— TO DO —
Give the count of lines in the records below that contain "params", and say nothing more.

— RECORDS FOR THE TASK —
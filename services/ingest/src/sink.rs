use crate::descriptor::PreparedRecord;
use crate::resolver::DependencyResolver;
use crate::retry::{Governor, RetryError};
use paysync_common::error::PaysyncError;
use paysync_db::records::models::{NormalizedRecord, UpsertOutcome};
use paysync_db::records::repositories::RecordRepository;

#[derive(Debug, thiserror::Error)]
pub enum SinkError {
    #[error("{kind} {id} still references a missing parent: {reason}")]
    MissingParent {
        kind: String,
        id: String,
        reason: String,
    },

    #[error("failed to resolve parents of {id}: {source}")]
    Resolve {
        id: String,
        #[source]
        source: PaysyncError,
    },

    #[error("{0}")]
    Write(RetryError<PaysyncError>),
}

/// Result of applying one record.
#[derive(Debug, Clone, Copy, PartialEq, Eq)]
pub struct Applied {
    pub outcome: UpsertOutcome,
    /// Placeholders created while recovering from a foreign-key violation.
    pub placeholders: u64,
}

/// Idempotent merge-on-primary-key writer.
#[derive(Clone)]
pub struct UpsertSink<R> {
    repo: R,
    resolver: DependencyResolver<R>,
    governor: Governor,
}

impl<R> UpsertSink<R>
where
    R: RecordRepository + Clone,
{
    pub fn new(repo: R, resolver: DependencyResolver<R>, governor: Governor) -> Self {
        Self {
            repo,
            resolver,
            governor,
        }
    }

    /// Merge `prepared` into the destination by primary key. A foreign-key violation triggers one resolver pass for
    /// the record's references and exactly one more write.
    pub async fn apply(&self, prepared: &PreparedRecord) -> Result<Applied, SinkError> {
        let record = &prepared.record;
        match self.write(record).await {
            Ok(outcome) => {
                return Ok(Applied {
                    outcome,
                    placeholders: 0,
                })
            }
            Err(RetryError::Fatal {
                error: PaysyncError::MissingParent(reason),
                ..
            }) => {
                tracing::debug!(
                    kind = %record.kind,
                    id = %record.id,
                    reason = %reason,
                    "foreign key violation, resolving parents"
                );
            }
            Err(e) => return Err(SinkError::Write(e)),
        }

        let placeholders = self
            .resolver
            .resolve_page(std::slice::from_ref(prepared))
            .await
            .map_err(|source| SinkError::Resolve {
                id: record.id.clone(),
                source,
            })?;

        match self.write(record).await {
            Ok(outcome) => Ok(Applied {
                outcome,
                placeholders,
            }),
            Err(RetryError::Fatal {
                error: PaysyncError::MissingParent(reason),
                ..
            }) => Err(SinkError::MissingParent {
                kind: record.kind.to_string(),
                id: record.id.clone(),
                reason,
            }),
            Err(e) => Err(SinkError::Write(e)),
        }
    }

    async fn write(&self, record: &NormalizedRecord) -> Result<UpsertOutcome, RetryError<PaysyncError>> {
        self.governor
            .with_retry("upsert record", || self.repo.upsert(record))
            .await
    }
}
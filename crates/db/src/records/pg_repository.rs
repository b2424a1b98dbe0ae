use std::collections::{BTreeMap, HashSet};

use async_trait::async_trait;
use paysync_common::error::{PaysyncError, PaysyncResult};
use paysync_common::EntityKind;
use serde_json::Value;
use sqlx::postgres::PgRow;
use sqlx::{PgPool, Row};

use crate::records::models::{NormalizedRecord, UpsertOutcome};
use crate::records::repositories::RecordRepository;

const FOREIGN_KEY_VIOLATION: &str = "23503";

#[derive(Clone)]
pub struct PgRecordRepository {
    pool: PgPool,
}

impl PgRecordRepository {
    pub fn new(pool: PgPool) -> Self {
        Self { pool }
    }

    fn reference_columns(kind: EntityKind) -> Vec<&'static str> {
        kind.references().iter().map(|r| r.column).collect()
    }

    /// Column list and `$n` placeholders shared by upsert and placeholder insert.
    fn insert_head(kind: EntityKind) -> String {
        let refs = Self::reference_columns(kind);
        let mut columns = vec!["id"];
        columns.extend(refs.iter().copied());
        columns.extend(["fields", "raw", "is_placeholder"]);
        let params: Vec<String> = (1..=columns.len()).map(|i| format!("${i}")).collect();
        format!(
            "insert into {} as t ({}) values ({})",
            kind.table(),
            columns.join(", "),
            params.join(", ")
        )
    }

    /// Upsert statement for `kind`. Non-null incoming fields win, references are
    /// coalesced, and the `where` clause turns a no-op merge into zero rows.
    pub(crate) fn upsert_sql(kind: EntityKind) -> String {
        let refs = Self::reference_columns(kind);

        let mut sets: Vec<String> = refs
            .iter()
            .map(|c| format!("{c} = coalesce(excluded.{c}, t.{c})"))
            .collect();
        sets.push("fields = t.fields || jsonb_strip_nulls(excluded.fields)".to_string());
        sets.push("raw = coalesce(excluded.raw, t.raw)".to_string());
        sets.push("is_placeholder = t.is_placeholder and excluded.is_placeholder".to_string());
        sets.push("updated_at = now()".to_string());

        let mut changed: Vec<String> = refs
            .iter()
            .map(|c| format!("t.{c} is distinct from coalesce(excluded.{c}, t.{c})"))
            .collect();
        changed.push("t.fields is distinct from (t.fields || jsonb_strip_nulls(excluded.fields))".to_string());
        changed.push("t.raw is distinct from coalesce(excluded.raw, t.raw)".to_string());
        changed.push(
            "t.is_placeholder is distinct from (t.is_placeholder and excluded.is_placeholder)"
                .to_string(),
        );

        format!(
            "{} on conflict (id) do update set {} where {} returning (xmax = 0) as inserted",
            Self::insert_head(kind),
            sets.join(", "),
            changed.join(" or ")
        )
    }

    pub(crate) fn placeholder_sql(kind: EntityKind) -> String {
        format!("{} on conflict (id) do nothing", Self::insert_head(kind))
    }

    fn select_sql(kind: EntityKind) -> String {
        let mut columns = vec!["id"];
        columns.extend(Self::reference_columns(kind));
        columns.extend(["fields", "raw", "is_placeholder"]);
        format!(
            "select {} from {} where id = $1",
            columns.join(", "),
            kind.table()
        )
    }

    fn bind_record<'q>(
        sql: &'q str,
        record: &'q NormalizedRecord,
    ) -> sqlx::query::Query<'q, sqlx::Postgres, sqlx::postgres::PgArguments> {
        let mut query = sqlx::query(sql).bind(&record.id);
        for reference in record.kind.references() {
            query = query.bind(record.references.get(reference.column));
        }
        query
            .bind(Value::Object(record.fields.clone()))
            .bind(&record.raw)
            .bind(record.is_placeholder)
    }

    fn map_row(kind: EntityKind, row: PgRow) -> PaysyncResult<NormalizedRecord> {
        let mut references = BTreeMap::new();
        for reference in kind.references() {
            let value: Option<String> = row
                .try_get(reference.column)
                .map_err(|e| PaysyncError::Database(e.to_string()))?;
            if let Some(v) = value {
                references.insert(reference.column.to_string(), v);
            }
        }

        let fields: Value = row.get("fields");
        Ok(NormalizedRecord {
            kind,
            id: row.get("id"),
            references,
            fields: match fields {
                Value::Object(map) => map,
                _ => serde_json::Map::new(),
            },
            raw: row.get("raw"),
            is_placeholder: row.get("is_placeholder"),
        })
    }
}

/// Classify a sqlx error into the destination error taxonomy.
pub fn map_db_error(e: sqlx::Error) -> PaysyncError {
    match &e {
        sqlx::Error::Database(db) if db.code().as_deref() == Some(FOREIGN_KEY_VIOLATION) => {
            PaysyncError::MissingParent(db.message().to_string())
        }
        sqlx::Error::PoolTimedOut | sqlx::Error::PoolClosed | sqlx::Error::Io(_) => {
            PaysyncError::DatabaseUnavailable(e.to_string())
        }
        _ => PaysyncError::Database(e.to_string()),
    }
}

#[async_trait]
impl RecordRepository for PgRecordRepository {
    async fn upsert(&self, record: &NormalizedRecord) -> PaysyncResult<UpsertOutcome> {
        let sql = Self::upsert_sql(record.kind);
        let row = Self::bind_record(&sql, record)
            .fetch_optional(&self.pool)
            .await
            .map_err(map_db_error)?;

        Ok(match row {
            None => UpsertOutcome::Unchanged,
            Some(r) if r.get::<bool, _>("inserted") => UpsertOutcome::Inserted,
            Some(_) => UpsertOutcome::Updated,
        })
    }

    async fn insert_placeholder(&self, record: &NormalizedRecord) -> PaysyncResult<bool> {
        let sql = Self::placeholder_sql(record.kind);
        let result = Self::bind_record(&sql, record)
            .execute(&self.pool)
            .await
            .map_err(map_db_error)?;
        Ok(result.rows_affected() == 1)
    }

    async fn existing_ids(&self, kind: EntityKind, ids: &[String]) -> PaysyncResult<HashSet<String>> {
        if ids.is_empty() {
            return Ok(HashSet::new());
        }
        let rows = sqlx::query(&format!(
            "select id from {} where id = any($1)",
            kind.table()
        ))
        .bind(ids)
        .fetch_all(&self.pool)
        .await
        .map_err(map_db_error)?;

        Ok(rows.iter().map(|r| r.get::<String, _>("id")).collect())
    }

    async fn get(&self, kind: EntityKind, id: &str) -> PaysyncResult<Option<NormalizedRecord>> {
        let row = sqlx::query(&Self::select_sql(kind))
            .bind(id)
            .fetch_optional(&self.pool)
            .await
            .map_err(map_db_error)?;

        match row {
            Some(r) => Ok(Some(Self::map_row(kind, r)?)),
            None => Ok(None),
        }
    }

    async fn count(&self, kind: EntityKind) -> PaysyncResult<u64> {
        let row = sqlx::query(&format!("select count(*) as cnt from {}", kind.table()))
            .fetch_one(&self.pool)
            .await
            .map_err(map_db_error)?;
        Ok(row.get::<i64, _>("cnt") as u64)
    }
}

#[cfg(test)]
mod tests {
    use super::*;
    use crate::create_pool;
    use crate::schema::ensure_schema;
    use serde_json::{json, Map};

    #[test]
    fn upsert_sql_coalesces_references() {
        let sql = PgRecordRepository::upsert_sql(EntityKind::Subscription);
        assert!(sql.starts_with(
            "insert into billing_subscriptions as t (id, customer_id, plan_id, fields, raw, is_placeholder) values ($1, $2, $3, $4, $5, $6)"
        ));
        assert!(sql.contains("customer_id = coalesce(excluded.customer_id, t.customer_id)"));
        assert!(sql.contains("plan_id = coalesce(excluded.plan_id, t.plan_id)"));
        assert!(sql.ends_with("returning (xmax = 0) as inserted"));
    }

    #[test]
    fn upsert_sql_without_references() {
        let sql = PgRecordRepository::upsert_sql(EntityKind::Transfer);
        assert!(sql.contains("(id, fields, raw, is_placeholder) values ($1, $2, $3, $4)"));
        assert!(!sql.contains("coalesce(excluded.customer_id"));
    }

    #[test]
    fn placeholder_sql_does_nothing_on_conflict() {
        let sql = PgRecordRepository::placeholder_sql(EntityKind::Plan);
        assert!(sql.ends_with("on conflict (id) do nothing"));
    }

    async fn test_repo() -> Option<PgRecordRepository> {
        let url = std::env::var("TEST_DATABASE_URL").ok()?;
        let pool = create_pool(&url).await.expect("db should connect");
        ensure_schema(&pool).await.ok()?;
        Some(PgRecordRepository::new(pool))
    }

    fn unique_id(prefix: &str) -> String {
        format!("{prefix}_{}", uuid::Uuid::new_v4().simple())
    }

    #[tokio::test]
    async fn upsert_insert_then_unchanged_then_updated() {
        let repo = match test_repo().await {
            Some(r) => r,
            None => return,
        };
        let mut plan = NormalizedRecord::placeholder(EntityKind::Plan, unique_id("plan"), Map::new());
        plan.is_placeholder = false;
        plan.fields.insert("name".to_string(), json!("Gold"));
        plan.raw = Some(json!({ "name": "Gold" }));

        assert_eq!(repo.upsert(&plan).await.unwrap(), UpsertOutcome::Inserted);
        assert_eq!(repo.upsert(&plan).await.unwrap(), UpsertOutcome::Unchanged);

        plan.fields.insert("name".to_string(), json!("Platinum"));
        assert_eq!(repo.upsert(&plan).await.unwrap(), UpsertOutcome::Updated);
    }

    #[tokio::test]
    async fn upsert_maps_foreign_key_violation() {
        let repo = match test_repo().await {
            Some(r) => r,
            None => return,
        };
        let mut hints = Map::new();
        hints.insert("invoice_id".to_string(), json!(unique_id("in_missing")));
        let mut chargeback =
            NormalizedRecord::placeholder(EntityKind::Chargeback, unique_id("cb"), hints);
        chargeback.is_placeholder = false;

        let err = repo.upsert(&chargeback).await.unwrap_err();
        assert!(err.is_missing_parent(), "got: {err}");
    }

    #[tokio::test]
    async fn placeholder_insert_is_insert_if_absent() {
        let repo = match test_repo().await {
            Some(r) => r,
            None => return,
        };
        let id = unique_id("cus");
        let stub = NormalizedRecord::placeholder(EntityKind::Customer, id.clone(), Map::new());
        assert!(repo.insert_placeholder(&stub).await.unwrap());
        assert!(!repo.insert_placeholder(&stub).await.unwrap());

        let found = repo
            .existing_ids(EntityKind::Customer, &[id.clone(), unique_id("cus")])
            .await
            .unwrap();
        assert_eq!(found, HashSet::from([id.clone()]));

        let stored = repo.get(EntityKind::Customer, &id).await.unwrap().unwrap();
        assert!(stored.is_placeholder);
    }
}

— WRITTEN SOLUTION —
2